Based on the evaluation of all of these deficiencies, we hereby propose several recommendations to improve generic drug substitution in Quebec and help health care professionals to make clearer and fairer decisions. First, as soon as a new generic is made available on the Canadian market, it should be mandatory that the monograph of such generic be made readily available. For the missing monographs that we have highlighted in this study, there is no way of knowing if the company provided the monograph to Health Canada or if Health Canada has not made it available on their website.
Second, all monographs should be available in both of Canada’s official languages. Although clearly stated in Health Canada’s guidelines, many monographs fail to meet this criterion .
Third, to evaluate the bioequivalency, the monographs of generics should contain all the necessary information, including the pharmacokinetic parameters and the data of the 90% CI for AUC∞ and Cmax.
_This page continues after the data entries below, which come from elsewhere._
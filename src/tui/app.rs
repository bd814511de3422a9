//! Watch TUI application

use std::io::{self, Stdout};
use std::sync::Arc;
use std::time::{Duration, Instant};

use crossterm::{
    event::{self, Event, KeyCode, KeyModifiers},
    execute,
    terminal::{disable_raw_mode, enable_raw_mode, EnterAlternateScreen, LeaveAlternateScreen},
};
use ratatui::{
    backend::CrosstermBackend,
    layout::{Constraint, Direction, Layout},
    Terminal,
};
use tokio::sync::{mpsc, RwLock};

use crate::terminal::{
    ConnectionState, StreamEvent, StreamHandle, TerminalBuffers, TerminalStream,
};
use crate::tracker::{ActionStore, CodeAction};
use crate::webhook::{WebhookClient, WorkspaceReadiness};
use crate::{DeskhookConfig, Result};

use super::widgets::{ActionsPanel, HeaderBar, HelpBar, OutputPanel, TerminalListPanel};

/// UI poll timeout for responsive input handling
const POLL_TIMEOUT: Duration = Duration::from_millis(16);
/// How often the webhook health is re-probed
const HEALTH_INTERVAL: Duration = Duration::from_secs(5);
/// Rows in the recent-actions strip
const ACTIONS_ROWS: usize = 4;

/// Live watch application: terminal streams, connection status, action
/// history.
pub struct WatchApp {
    terminal: Terminal<CrosstermBackend<Stdout>>,
    stream_handle: StreamHandle,
    event_rx: mpsc::Receiver<StreamEvent>,
    health_rx: mpsc::Receiver<WorkspaceReadiness>,
    store: Arc<RwLock<ActionStore>>,
    buffers: TerminalBuffers,
    connection: ConnectionState,
    readiness: Option<WorkspaceReadiness>,
    recent_actions: Vec<CodeAction>,
    selected: usize,
    scroll_offset: usize,
    should_quit: bool,
}

impl WatchApp {
    /// Set up the terminal and connect the stream. Commands sent before the
    /// socket is up are queued and flushed on connect.
    pub fn new(
        config: &DeskhookConfig,
        client: WebhookClient,
        store: Arc<RwLock<ActionStore>>,
    ) -> Result<Self> {
        enable_raw_mode()?;
        let mut stdout = io::stdout();
        execute!(stdout, EnterAlternateScreen)?;
        let terminal = Terminal::new(CrosstermBackend::new(stdout))?;

        let (stream_handle, event_rx) = TerminalStream::new(config).connect();

        // Health probes run in their own task so a slow endpoint never
        // freezes the UI loop.
        let (health_tx, health_rx) = mpsc::channel::<WorkspaceReadiness>(4);
        tokio::spawn(async move {
            loop {
                let readiness = client.check_workspace_ready().await;
                if health_tx.send(readiness).await.is_err() {
                    break;
                }
                tokio::time::sleep(HEALTH_INTERVAL).await;
            }
        });

        Ok(Self {
            terminal,
            stream_handle,
            event_rx,
            health_rx,
            store,
            buffers: TerminalBuffers::new(config.max_lines_per_terminal),
            connection: ConnectionState::Disconnected,
            readiness: None,
            recent_actions: Vec::new(),
            selected: 0,
            scroll_offset: 0,
            should_quit: false,
        })
    }

    /// Run the main event loop until quit.
    pub async fn run(&mut self) -> Result<()> {
        let _ = self.stream_handle.list().await;
        let _ = self.stream_handle.subscribe_all().await;

        let mut last_draw = Instant::now() - POLL_TIMEOUT;

        while !self.should_quit {
            // Drain stream events (non-blocking)
            while let Ok(ev) = self.event_rx.try_recv() {
                match ev {
                    StreamEvent::StateChanged(state) => self.connection = state,
                    StreamEvent::Message(msg) => self.buffers.apply(&msg),
                }
            }

            // Latest health snapshot, if the prober produced one
            while let Ok(readiness) = self.health_rx.try_recv() {
                self.readiness = Some(readiness);
            }

            // Snapshot recent actions without ever stalling the UI
            if let Ok(store) = self.store.try_read() {
                self.recent_actions = store.recent_actions(ACTIONS_ROWS).to_vec();
            }

            self.selected = self.selected.min(self.buffers.len().saturating_sub(1));

            if last_draw.elapsed() >= POLL_TIMEOUT {
                self.draw()?;
                last_draw = Instant::now();
            }

            if event::poll(POLL_TIMEOUT)? {
                if let Event::Key(key) = event::read()? {
                    self.handle_key(key.code, key.modifiers).await;
                }
            }
        }

        self.restore()?;
        Ok(())
    }

    fn restore(&mut self) -> Result<()> {
        self.stream_handle.shutdown();
        disable_raw_mode()?;
        execute!(self.terminal.backend_mut(), LeaveAlternateScreen)?;
        self.terminal.show_cursor()?;
        Ok(())
    }

    async fn handle_key(&mut self, code: KeyCode, modifiers: KeyModifiers) {
        match code {
            KeyCode::Char('q') | KeyCode::Esc => self.should_quit = true,
            KeyCode::Char('c') if modifiers.contains(KeyModifiers::CONTROL) => {
                self.should_quit = true;
            }
            KeyCode::Up => {
                self.selected = self.selected.saturating_sub(1);
                self.scroll_offset = 0;
            }
            KeyCode::Down => {
                if self.selected + 1 < self.buffers.len() {
                    self.selected += 1;
                }
                self.scroll_offset = 0;
            }
            KeyCode::Char('s') => {
                let target = self
                    .buffers
                    .iter()
                    .nth(self.selected)
                    .map(|t| (t.id.clone(), t.subscribed));
                if let Some((id, subscribed)) = target {
                    let _ = if subscribed {
                        self.stream_handle.unsubscribe(id).await
                    } else {
                        self.stream_handle.subscribe(id).await
                    };
                }
            }
            KeyCode::Char('a') => {
                let _ = self.stream_handle.subscribe_all().await;
            }
            KeyCode::Char('l') => {
                let _ = self.stream_handle.list().await;
            }
            KeyCode::Char('c') => {
                let _ = self.stream_handle.create_terminal(None).await;
            }
            KeyCode::PageUp => self.scroll_offset = self.scroll_offset.saturating_add(10),
            KeyCode::PageDown => self.scroll_offset = self.scroll_offset.saturating_sub(10),
            KeyCode::End => self.scroll_offset = 0,
            _ => {}
        }
    }

    fn draw(&mut self) -> io::Result<()> {
        let Self {
            terminal,
            buffers,
            connection,
            readiness,
            recent_actions,
            selected,
            scroll_offset,
            ..
        } = self;

        terminal.draw(|f| {
            let outer = Layout::default()
                .direction(Direction::Vertical)
                .constraints([
                    Constraint::Length(2),
                    Constraint::Min(5),
                    Constraint::Length(ACTIONS_ROWS as u16 + 2),
                    Constraint::Length(1),
                ])
                .split(f.area());

            let main = Layout::default()
                .direction(Direction::Horizontal)
                .constraints([Constraint::Percentage(30), Constraint::Percentage(70)])
                .split(outer[1]);

            f.render_widget(
                HeaderBar {
                    connection: *connection,
                    readiness: readiness.as_ref(),
                },
                outer[0],
            );

            let terminals: Vec<_> = buffers.iter().collect();
            f.render_widget(
                TerminalListPanel {
                    terminals: &terminals,
                    selected: *selected,
                    focused: true,
                },
                main[0],
            );

            f.render_widget(
                OutputPanel {
                    terminal: terminals.get(*selected).copied(),
                    scroll_offset: *scroll_offset,
                },
                main[1],
            );

            f.render_widget(ActionsPanel { actions: recent_actions }, outer[2]);
            f.render_widget(HelpBar, outer[3]);
        })?;
        Ok(())
    }
}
These three aspects should not be problematic since generic manufacturers are obliged by Health Canada to present the appropriate information in their monographs, such as indications, allegations, properties, dosage instructions and any other relevant elements . Of particular interest for this research is the detailed clinical pharmacology data which has to be included in monographs. Health Canada even takes a step further by giving a clear example of a complete monograph and the table for presenting the pharmacokinetic parameters .
Fourth, before being accepted on the Canadian generic market, generics should be deemed bioequivalent to their corresponding innovator drug. It is surprising that a significant number of monographs include data that do not meet bioequivalency standards, even though the product being documented is commercially available. Finally, Health Canada should find a fail proof way of verifying that the previous recommendations are followed in order for their guidelines to be respected by generic companies.
To our knowledge, this is the first study describing the availability of monographs and their bioequivalency parameters in Canada. The data outlined here is of utmost importance for health care professionals who may safely want to substitute an innovator drug by a generic. It is alarming that, of the 254 generics in 2012 and the 233 generics in 2013, only 57.09% in 2012 and 65.20% in 2013 had available monographs with appropriate pharmacokinetic parameters and bioequivalence results. Moreover, less than half of the generics respected the monograph bilingual language criteria. Without these monographs and bioequivalence information, substitution could be risky, and as a consequence, professionals may be reluctant to proceed with such substitution, putting pressure on the financial resources allocated for provincial drug programs. The work presented here highlights important concerns for health care professionals and revealed issues that should be rapidly addressed to remedy the situation. The recommendations we provided should help to improve drug information availability and substitution.